Старшій братъ мой Сереженька строгалъ и клеилъ, для чего былъ ему купленъ инструментъ и стоялъ станокъ въ углу залы. Послѣ я ужъ узнала, что матушка, вслѣдствіе чтенія не одинъ разъ Эмиля Руссо, всѣхъ дѣтей кормила сама, и пожелала, чтобы братъ мой зналъ какое-либо ремесло. Ремеслу братъ не выучился, но станокъ любилъ, и какъ-то, съ помощію плотника Власа, соорудилъ матушкѣ скамеечку подъ ноги. Сгрогалъ однажды онъ немилосердно и надоѣдалъ батюшкѣ, который читалъ огромную книгу въ кожаномъ переплетѣ.
— Погоди, не стучи, сказалъ батюшка, и Сереженька примолкъ, а мы насторожили уши, такъ какъ вечера осенніе тянулись долго и немного было у насъ развлеченій.
— А вотъ въ Англіи, продолжалъ отецъ, обращаясь къ матушкѣ, — не по нашему. Это я одобряю, хотя къ англичанамъ пристрастія особеннаго не имѣю.
— За что ихъ любить? Нація коварная, однимъ словомъ: perfide Albion. а ты о чемъ говоришь?
— О томъ, что у нихъ званіе священника весьма почетно. Оно такъ и быть должно. Служитель алтаря — лучшее назначеніе для человѣка богобоязливаго и нравственнаго. Въ Англіи меньшіе сыновья знатныхъ фамилій принимаютъ священство.
— Дворянинъ, да въ священники! Не дворянское это дѣло.
— а почему? Самое почтенное дѣло. Подавать примѣръ прихожанамъ, жить строго, по заповѣдямъ, поучать паству свою примѣромъ и словомъ, что этого почтеннѣе!

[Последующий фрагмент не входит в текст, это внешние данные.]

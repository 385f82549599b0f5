//! Loading of doxygen XML (`index.xml` and per-compound documents).

use std::rc::Rc;

use roxmltree::{Document, Node};

use crate::{
    error::{DoxRstError, Result},
    model::{
        BaseRef, CompoundDef, CompoundKind, Description, IndexEntry, InnerRef, Inline, Markup,
        MemberCategory, MemberDef, ParamDef, ParamDoc, Para, SectionDef, SimpleSect,
    },
};

/// Elements that are rendered structurally and skipped in running text.
const STRUCTURAL: &[&str] = &["parameterlist", "simplesect"];

/// Parse the doxygen `index.xml` document.
pub fn parse_index(source_name: &str, xml: &str) -> Result<Vec<IndexEntry>> {
    let doc =
        Document::parse(xml).map_err(|e| DoxRstError::malformed(source_name, e.to_string()))?;
    let mut entries = Vec::new();
    for compound in children(doc.root_element(), "compound") {
        let refid = required_attr(compound, "refid", source_name)?;
        let kind = required_attr(compound, "kind", source_name)?;
        let name = child_text(compound, "name").ok_or_else(|| {
            DoxRstError::malformed(source_name, format!("compound {refid} has no name"))
        })?;
        entries.push(IndexEntry {
            refid: refid.to_string(),
            kind: CompoundKind::parse(kind),
            name,
        });
    }
    Ok(entries)
}

/// Parse a compound document (`<refid>.xml`).
pub fn parse_compound(source_name: &str, xml: &str) -> Result<CompoundDef> {
    let doc =
        Document::parse(xml).map_err(|e| DoxRstError::malformed(source_name, e.to_string()))?;
    let root = doc.root_element();
    let def = if root.has_tag_name("compounddef") {
        root
    } else {
        child(root, "compounddef")
            .ok_or_else(|| DoxRstError::malformed(source_name, "no compounddef element"))?
    };

    let id = required_attr(def, "id", source_name)?.to_string();
    let kind = CompoundKind::parse(required_attr(def, "kind", source_name)?);
    let name = child_text(def, "compoundname")
        .ok_or_else(|| DoxRstError::malformed(source_name, "no compoundname element"))?;

    let bases = children(def, "basecompoundref")
        .map(|node| BaseRef {
            refid: node.attribute("refid").map(str::to_string),
            name: text_content(node).trim().to_string(),
        })
        .collect();

    let mut sections = Vec::new();
    for section in children(def, "sectiondef") {
        let category = MemberCategory::parse(required_attr(section, "kind", source_name)?);
        let members = children(section, "memberdef")
            .map(|member| parse_member(member, &name).map(Rc::new))
            .collect::<Result<Vec<_>>>()?;
        sections.push(SectionDef { category, members });
    }

    Ok(CompoundDef {
        id,
        name,
        kind,
        bases,
        sections,
        brief: parse_description(child(def, "briefdescription")),
        detailed: parse_description(child(def, "detaileddescription")),
        inner_classes: parse_inner(def, "innerclass", source_name)?,
        inner_namespaces: parse_inner(def, "innernamespace", source_name)?,
    })
}

/// Read the `innerclass` or `innernamespace` references of a compound.
fn parse_inner(def: Node<'_, '_>, tag: &str, source_name: &str) -> Result<Vec<InnerRef>> {
    children(def, tag)
        .map(|node| {
            Ok(InnerRef {
                refid: required_attr(node, "refid", source_name)?.to_string(),
                name: text_content(node).trim().to_string(),
            })
        })
        .collect()
}

/// Read one `<memberdef>`. A member without a definition is malformed.
fn parse_member(member: Node<'_, '_>, compound: &str) -> Result<MemberDef> {
    let id = member.attribute("id").unwrap_or("?");
    let definition = child_text(member, "definition")
        .map(|text| text.trim().to_string())
        .filter(|text| !text.is_empty())
        .ok_or_else(|| DoxRstError::MalformedMember {
            compound: compound.to_string(),
            member: id.to_string(),
        })?;

    let params = children(member, "param")
        .map(|param| ParamDef {
            name: child_text(param, "declname")
                .or_else(|| child_text(param, "defname"))
                .map(|name| name.trim().to_string())
                .unwrap_or_default(),
            type_: child(param, "type").map(parse_markup).unwrap_or_default(),
            default: child_text(param, "defval").map(|value| value.trim().to_string()),
        })
        .collect();

    Ok(MemberDef {
        id: id.to_string(),
        name: MemberDef::short_name(&definition).to_string(),
        definition,
        params,
        args: child_text(member, "argsstring")
            .map(|args| args.trim().to_string())
            .filter(|args| !args.is_empty()),
        brief: parse_description(child(member, "briefdescription")),
        detailed: parse_description(child(member, "detaileddescription")),
    })
}

/// Read the paragraphs of a brief or detailed description.
fn parse_description(node: Option<Node<'_, '_>>) -> Description {
    Description {
        paras: node
            .map(|node| children(node, "para").map(parse_para).collect())
            .unwrap_or_default(),
    }
}

/// Read a paragraph along with its parameter lists and simple sections.
fn parse_para(para: Node<'_, '_>) -> Para {
    let params = children(para, "parameterlist")
        .filter(|list| list.attribute("kind").is_none_or(|kind| kind == "param"))
        .flat_map(|list| children(list, "parameteritem"))
        .map(parse_param_item)
        .collect();
    let sections = children(para, "simplesect")
        .map(|sect| SimpleSect {
            kind: sect.attribute("kind").unwrap_or_default().to_string(),
            paras: children(sect, "para").map(parse_para).collect(),
        })
        .collect();
    Para {
        content: parse_markup(para),
        params,
        sections,
    }
}

/// Read one documented parameter entry.
fn parse_param_item(item: Node<'_, '_>) -> ParamDoc {
    let mut doc = ParamDoc::default();
    for namelist in children(item, "parameternamelist") {
        for name in children(namelist, "parametername") {
            doc.names.push(text_content(name).trim().to_string());
        }
        if doc.type_label.is_none() {
            doc.type_label = child(namelist, "parametertype")
                .map(parse_markup)
                .filter(|markup| !markup.is_empty());
        }
    }
    doc.description = child(item, "parameterdescription")
        .map(|desc| children(desc, "para").map(parse_para).collect())
        .unwrap_or_default();
    doc
}

/// Flatten mixed content into text runs and references. Unknown inline
/// elements contribute their text; structural blocks are skipped.
fn parse_markup(node: Node<'_, '_>) -> Markup {
    let mut inlines: Vec<Inline> = Vec::new();
    for child in node.children() {
        if child.is_text() {
            push_text(&mut inlines, child.text().unwrap_or_default());
        } else if child.has_tag_name("ref") {
            inlines.push(Inline::Ref {
                refid: child.attribute("refid").unwrap_or_default().to_string(),
                name: text_content(child),
            });
        } else if child.is_element() && !STRUCTURAL.contains(&child.tag_name().name()) {
            push_text(&mut inlines, &text_content(child));
        }
    }
    Markup(inlines)
}

/// Append text, merging with a preceding text run.
fn push_text(inlines: &mut Vec<Inline>, text: &str) {
    if text.is_empty() {
        return;
    }
    if let Some(Inline::Text { text: last }) = inlines.last_mut() {
        last.push_str(text);
    } else {
        inlines.push(Inline::Text {
            text: text.to_string(),
        });
    }
}

/// Child elements of `node` named `tag`.
fn children<'a, 'input: 'a>(
    node: Node<'a, 'input>,
    tag: &'a str,
) -> impl Iterator<Item = Node<'a, 'input>> + 'a {
    node.children().filter(move |child| child.has_tag_name(tag))
}

/// First child element of `node` named `tag`.
fn child<'a, 'input: 'a>(node: Node<'a, 'input>, tag: &str) -> Option<Node<'a, 'input>> {
    node.children().find(|child| child.has_tag_name(tag))
}

/// Text content of the first child element named `tag`.
fn child_text(node: Node<'_, '_>, tag: &str) -> Option<String> {
    child(node, tag).map(text_content)
}

/// All text below `node`, concatenated in document order.
fn text_content(node: Node<'_, '_>) -> String {
    node.descendants()
        .filter(|n| n.is_text())
        .filter_map(|n| n.text())
        .collect()
}

/// Attribute `name` of `node`, or a malformed document error.
fn required_attr<'a>(node: Node<'a, '_>, name: &str, source_name: &str) -> Result<&'a str> {
    node.attribute(name).ok_or_else(|| {
        DoxRstError::malformed(
            source_name,
            format!("<{}> is missing the '{name}' attribute", node.tag_name().name()),
        )
    })
}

— Чтобы быть священникомъ, возразила недовольная матушка, — надо знать богословіе и стало быть учиться въ семинаріи.
— Что-жь такое? Въ Англіи есть школы, гдѣ преподаютъ богословіе.
— Школы! школы! воскликнула мать съ жаромъ, — какъ ты ни называй такую школу, все выйдетъ семинарія и семинаристъ. Blanc bonnet, bonnet blanc.
— А я терпѣть не могу французской болтовни. Толку въ ней нѣтъ — и народъ пустой, вздорный и безбожный.
— Не всѣ французы — безбожники. Ты самъ читаешь проповѣди Массильона и хвалишь.
— Быть можетъ, и не всѣ они безбожники, только я ихъ терпѣть не могу. Кромѣ бѣдъ, ничего они не надѣлаютъ, да ужъ и не мало надѣлали. Короля законнаго умертвили, храмы поругали, проходимца корсиканскаго взяли теперь въ императоры. Того и гляди накажетъ насъ Господь за то, что мы этихъ безбожниковъ и вольнодумовъ чтимъ и во всемъ имъ подражать стремимся. Но не о томъ я рѣчь повелъ теперь. Я говорю, что почелъ бы себя счастливымъ, если бы сынъ мой, какъ въ Англіи, поступилъ въ священники.
— Что ты, батюшка мой, рехнулся, что ли? Опомнись, сказала матушка съ досадою. — Да я и слышать такихъ словъ не хочу. Мой сынъ дворянинъ, царскій слуга, а не пономарь съ косицей.
— Я тебѣ не о пономарствѣ говорю, хотя и пономарь церковно-служитель. Я тебѣ говорю о священствѣ. Это санъ. Ужели ты сочтешь за стыдъ, еслибы уродила сына, какъ митрополитъ Филиппъ, либо блаженный Августинъ?
— Это совсѣмъ не то. То люди святые, куда намъ до святыхъ. Дай намъ Богъ воспитать людей честныхъ, образованныхъ, вѣрныхъ слуг царю и отечеству.
— Одно другому не мѣшаетъ. Одного сына въ воины христолюбивые, а другаго въ священники благочестивые.
— Да что жъ ты самъ въ попы-то не шелъ? сказала матушка съ ироніей.
— Зачѣмъ служилъ и дослужился до бригадира? Зачѣмъ женился?